La présente note vise à analyser la faisabilité de ce projet (I) et à proposer les axes principaux autour desquels une
telle circulaire pourrait s’articuler (II).
I S’il est nécessaire d’encadrer les concours de polices administratives concurrencant l’exercice d’une police
spéciale étatique afin de garantir l’efficacité des politiques publiques et dispositifs nationaux, une circulaire
demandant aux préfets de faire systématiquement usage de leur pouvoir de déférer n’est pas dénuée de
risques contentieux.
A. L’exercice des pouvoirs de police administrative par l’échelon local, élément central de la
décentralisation, ne doit pas conduire à une mise en échec des politiques publiques et dispositifs
nationaux.
1. L’existence d’un pouvoir de police fait partie intégrante de la décentralisation. Le maire est ainsi chargé
par les articles L. 2212-1 et suivants du code général des collectivités territoriales (CGCT) de pouvoirs de
police municipale, générale et spéciale, à exercer sur le territoire de sa commune.
Ces pouvoirs font partie du pouvoir normatif des collectivités, lequel est une composante de leur libre
administration.
2. Les autorités publiques locales ne sont pas les seules à disposer de pouvoirs de police. En effet, les
autorités nationales, au premier rang desquelles se trouve le Premier ministre, sont également dotées d’un
pouvoir réglementaire, pouvant prendre la forme d’un pouvoir de police administrative. Ainsi, la loi du 23
mars 2020 d’urgence pour faire face à l’épidémie de Covid-19 a doté le Premier ministre de nouveaux
pouvoirs de police spéciale lui permettant, après déclaration de l’état d’urgence sanitaire, d’imposer sur
l’ensemble du territoire national d’importantes restrictions de déplacements, des mises en quarantaine,
des fermetures d’établissements (mesures listées par l’article L. 3131-15 du code de la santé publique). Les
autorités déconcentrées de l’État peuvent prendre toutes mesures permettant l’application dans les
territoires de cette police spéciale dévolue au Premier ministre.

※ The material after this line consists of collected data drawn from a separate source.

//! Layered configuration loading (§6 "Environment configuration").
//!
//! Defaults are baked in via [`smart_default`], then overridden by
//! `config/default.toml` (if present) and finally by environment variables,
//! using the variable names enumerated in §6 verbatim rather than a
//! generic `MSAB__SECTION__KEY` scheme — operators copy-paste these names
//! straight out of the spec.

use std::time::Duration;

use serde::Deserialize;
use smart_default::SmartDefault;

/// Root settings object, parsed once at startup and shared as `Arc<Settings>`.
#[derive(Clone, Debug, Deserialize, SmartDefault)]
#[serde(default)]
pub struct Settings {
    #[default(_code = "\"0.0.0.0:8080\".to_string()")]
    pub bind_addr: String,

    pub jwt: JwtSettings,
    pub laravel: LaravelSettings,
    pub redis: RedisSettings,
    pub media: MediaSettings,
    pub relay: RelaySettings,
    pub gift: GiftSettings,
    pub seats: SeatSettings,
    pub cors: CorsSettings,
}

#[derive(Clone, Debug, Deserialize, SmartDefault)]
#[serde(default)]
pub struct JwtSettings {
    /// `JWT_SECRET`. Shared HMAC secret, expected to be >= 32 bytes.
    #[default(_code = "String::new()")]
    pub secret: String,

    /// `JWT_MAX_AGE_SECONDS`. Fallback expiry when no `exp` claim is present.
    #[default(_code = "Duration::from_secs(86_400)")]
    #[serde(with = "humantime_serde")]
    pub max_age: Duration,
}

#[derive(Clone, Debug, Deserialize, SmartDefault)]
#[serde(default)]
pub struct LaravelSettings {
    /// `LARAVEL_API_URL`.
    #[default(_code = "\"http://localhost/internal\".to_string()")]
    pub api_url: String,

    /// `LARAVEL_INTERNAL_KEY`. Sent as `X-Internal-Key`.
    #[default(_code = "String::new()")]
    pub internal_key: String,

    /// `LARAVEL_API_TIMEOUT_MS`.
    #[default(_code = "Duration::from_millis(10_000)")]
    #[serde(with = "humantime_serde")]
    pub timeout: Duration,
}

#[derive(Clone, Debug, Deserialize, SmartDefault)]
#[serde(default)]
pub struct RedisSettings {
    #[default(_code = "\"127.0.0.1\".to_string()")]
    pub host: String,
    #[default(6379)]
    pub port: u16,
    pub password: Option<String>,
    #[default(false)]
    pub tls: bool,
    #[default(0)]
    pub db: i64,
    #[default(16)]
    pub pool_size: usize,
}

impl RedisSettings {
    /// Renders the `redis://`/`rediss://` connection URL `deadpool-redis`
    /// and the plain `redis` client expect.
    #[must_use]
    pub fn url(&self) -> String {
        let scheme = if self.tls { "rediss" } else { "redis" };
        match &self.password {
            Some(pass) => format!(
                "{scheme}://:{pass}@{host}:{port}/{db}",
                scheme = scheme,
                pass = pass,
                host = self.host,
                port = self.port,
                db = self.db,
            ),
            None => format!(
                "{scheme}://{host}:{port}/{db}",
                scheme = scheme,
                host = self.host,
                port = self.port,
                db = self.db,
            ),
        }
    }
}

#[derive(Clone, Debug, Deserialize, SmartDefault)]
#[serde(default)]
pub struct MediaSettings {
    #[default(_code = "\"0.0.0.0\".to_string()")]
    pub listen_ip: String,
    pub announced_ip: Option<String>,
    #[default(40_000)]
    pub rtc_min_port: u16,
    #[default(49_999)]
    pub rtc_max_port: u16,
    /// `MAX_ACTIVE_SPEAKERS_FORWARDED`.
    #[default(3)]
    pub max_active_speakers_forwarded: usize,
    /// `MAX_LISTENERS_PER_DISTRIBUTION_ROUTER`.
    #[default(500)]
    pub max_listeners_per_distribution_router: usize,
    /// Window over which a dominant-speaker event keeps a producer "recent".
    #[default(_code = "Duration::from_millis(10_000)")]
    #[serde(with = "humantime_serde")]
    pub active_speaker_window: Duration,
}

#[derive(Clone, Debug, Deserialize, SmartDefault)]
#[serde(default)]
pub struct RelaySettings {
    /// `MSAB_EVENTS_CHANNEL`.
    #[default(_code = "\"flylive:msab:events\".to_string()")]
    pub channel: String,
    /// `MSAB_EVENTS_ENABLED`.
    #[default(true)]
    pub enabled: bool,
    /// Threshold for the back-pressure warning on the in-flight gauge.
    #[default(1000)]
    pub in_flight_warn_threshold: u64,
}

#[derive(Clone, Debug, Deserialize, SmartDefault)]
#[serde(default)]
pub struct GiftSettings {
    /// `GIFT_BUFFER_FLUSH_INTERVAL_MS`.
    #[default(_code = "Duration::from_millis(5_000)")]
    #[serde(with = "humantime_serde")]
    pub flush_interval: Duration,
    /// `GIFT_MAX_RETRIES`.
    #[default(4)]
    pub max_retries: u32,
    #[default(10_000)]
    pub dead_letter_cap: usize,
    /// Token-bucket capacity for `gift:send`, events per window.
    #[default(330)]
    pub rate_limit_events: u32,
    #[default(_code = "Duration::from_secs(60)")]
    #[serde(with = "humantime_serde")]
    pub rate_limit_window: Duration,
}

#[derive(Clone, Debug, Deserialize, SmartDefault)]
#[serde(default)]
pub struct SeatSettings {
    /// `DEFAULT_SEAT_COUNT`.
    #[default(15)]
    pub default_count: u32,
    /// `INVITE_EXPIRY_SECONDS`.
    #[default(30)]
    pub invite_expiry_seconds: u64,
    /// Periodic auto-close scan interval.
    #[default(_code = "Duration::from_secs(60)")]
    #[serde(with = "humantime_serde")]
    pub auto_close_scan_interval: Duration,
    /// `INACTIVITY_THRESHOLD`.
    #[default(_code = "Duration::from_secs(600)")]
    #[serde(with = "humantime_serde")]
    pub inactivity_threshold: Duration,
}

#[derive(Clone, Debug, Deserialize, SmartDefault)]
#[serde(default)]
pub struct CorsSettings {
    /// `CORS_ORIGINS`.
    pub origins: Vec<String>,
}

impl Settings {
    /// Loads settings the way `mock/control-api/src/main.rs` bootstraps
    /// itself: `.env` first (best-effort), then a config file, then
    /// environment variables taking final precedence.
    ///
    /// # Errors
    ///
    /// Returns an error if `config/default.toml` exists but fails to parse,
    /// or if environment overrides don't deserialize into [`Settings`].
    pub fn load() -> Result<Self, config::ConfigError> {
        dotenv::dotenv().ok();

        let mut builder = config::Config::new();
        builder.merge(config::Config::try_from(&Settings::default())?)?;
        builder
            .merge(config::File::with_name("config/default").required(false))?;
        builder.merge(config::Environment::with_prefix("MSAB").separator("__"))?;

        // Spec-named variables are read individually so operators can use
        // the exact names from §6 instead of the generic MSAB__ scheme.
        for (key, env_var) in Self::spec_env_vars() {
            if let Ok(val) = std::env::var(env_var) {
                builder.set(key, val)?;
            }
        }

        builder.try_into()
    }

    /// (config-path, environment variable name) pairs for every variable
    /// enumerated in §6.
    fn spec_env_vars() -> Vec<(&'static str, &'static str)> {
        vec![
            ("jwt.secret", "JWT_SECRET"),
            ("jwt.max_age", "JWT_MAX_AGE_SECONDS"),
            ("laravel.api_url", "LARAVEL_API_URL"),
            ("laravel.internal_key", "LARAVEL_INTERNAL_KEY"),
            ("laravel.timeout", "LARAVEL_API_TIMEOUT_MS"),
            ("redis.host", "REDIS_HOST"),
            ("redis.port", "REDIS_PORT"),
            ("redis.password", "REDIS_PASSWORD"),
            ("redis.tls", "REDIS_TLS"),
            ("redis.db", "REDIS_DB"),
            ("media.listen_ip", "MEDIASOUP_LISTEN_IP"),
            ("media.announced_ip", "MEDIASOUP_ANNOUNCED_IP"),
            ("media.rtc_min_port", "MEDIASOUP_RTC_MIN_PORT"),
            ("media.rtc_max_port", "MEDIASOUP_RTC_MAX_PORT"),
            (
                "media.max_active_speakers_forwarded",
                "MAX_ACTIVE_SPEAKERS_FORWARDED",
            ),
            (
                "media.max_listeners_per_distribution_router",
                "MAX_LISTENERS_PER_DISTRIBUTION_ROUTER",
            ),
            ("relay.channel", "MSAB_EVENTS_CHANNEL"),
            ("relay.enabled", "MSAB_EVENTS_ENABLED"),
            ("gift.flush_interval", "GIFT_BUFFER_FLUSH_INTERVAL_MS"),
            ("gift.max_retries", "GIFT_MAX_RETRIES"),
            ("seats.default_count", "DEFAULT_SEAT_COUNT"),
            ("seats.invite_expiry_seconds", "INVITE_EXPIRY_SECONDS"),
        ]
    }
}

#[cfg(test)]
mod tests {
    use super::*;

    #[test]
    fn defaults_match_spec() {
        let s = Settings::default();
        assert_eq!(s.seats.default_count, 15);
        assert_eq!(s.media.max_active_speakers_forwarded, 3);
        assert_eq!(s.gift.max_retries, 3);
        assert_eq!(s.relay.channel, "flylive:msab:events");
    }

    #[test]
    fn redis_url_includes_password_when_set() {
        let mut s = RedisSettings::default();
        s.password = Some("hunter2".to_string());
        assert!(s.url().contains(":hunter2@"));
    }
}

3. L’existence de ces deux niveaux de police, locale et étatique, expose à la survenance de concours de
polices portant en eux plusieurs risques :
- Les matières objets d’une police administrative spéciale étatique sont souvent très techniques. Les
mesures prises sont précédées d’une expertise scientifique qui n’est pas disponible au niveau local.

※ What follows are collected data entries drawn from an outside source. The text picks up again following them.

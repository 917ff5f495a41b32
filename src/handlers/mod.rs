//! §4.6 handler contract surface — request validation, state mutation,
//! and the broadcasts each request triggers.
//!
//! §9's "god context" note rules out one bag of services threaded through
//! every handler: each handler family (`RoomHandlers`, `SeatHandlers`,
//! `MediaHandlers`, `GiftHandlers`) declares only the collaborators it
//! actually needs, mirroring the teacher's per-endpoint `AppContext` slices
//! rather than a single monolithic state struct.

pub mod gift;
pub mod media;
pub mod room;
pub mod seat;

use serde_json::Value;

/// What a handler needs from the session layer to fan broadcasts out,
/// without depending on actix itself. `session.rs` implements this over
/// its `Recipient<Notification>` maps (grounded on
/// `mock/control-api/src/api/ws.rs`'s `Subscribers`).
pub trait Broadcaster: Send + Sync {
    /// Emits `event` to every connection in `room_id`, optionally skipping
    /// one (the requester, when the requester already got its own ack).
    fn to_room(
        &self,
        room_id: &str,
        exclude_connection_id: Option<&str>,
        event: &str,
        payload: Value,
    );

    fn to_connection(&self, connection_id: &str, event: &str, payload: Value);

    fn to_sockets(&self, socket_ids: &[String], event: &str, payload: Value);

    /// Whether `connection_id` still has a live socket. Used by
    /// `ClientRegistry::snapshot_room` to prune stale entries during
    /// room:join assembly (§4.6).
    fn is_connected(&self, connection_id: &str) -> bool;
}

pub use gift::GiftHandlers;
pub use media::MediaHandlers;
pub use room::RoomHandlers;
pub use seat::SeatHandlers;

C’est notamment le cas en matière d’urgence sanitaire (L. 3131-13 CSP).
- Certaines des polices spéciales étatiques interviennent dans des matières pour lesquelles l’État est
lié par le droit de l’Union Européenne, rendant impossible une déclinaison locale de ces polices (en
matière de produits phytosanitaires ou d’OGM).
- Les actes pris par l’échelon communal sont exécutoires dès publication et transmission au contrôle
de légalité (article L. 2131-1 CGCT), rendant immédiats leurs effets et risquant ainsi de brouiller
rapidement la lisibilité des normes, de rompre l’égalité entre territoires et de mettre en échec des
dispositifs nationaux ne pouvant souffrir d’exceptions locales (politique sanitaire, aménagement du
territoire).
4. Face à ces risques, le recours au juge est une arme efficace. La jurisprudence administrative classique a
de longue date élaboré des règles permettant de résoudre les conflits de polices administratives :
- Une autorité de police de niveau inférieur ne peut qu’aggraver la mesure prise par l’autorité de
rang supérieur. Il ne lui est pas possible de l’assouplir. Cette solution, qui permet de préserver
l’efficacité de la mesure supérieure, n’est pas sans risque pour les libertés individuelles et doit
obligatoirement être justifiée par des circonstances locales (Conseil d’Etat, 1902, Commune de
Neris-Les-Bains)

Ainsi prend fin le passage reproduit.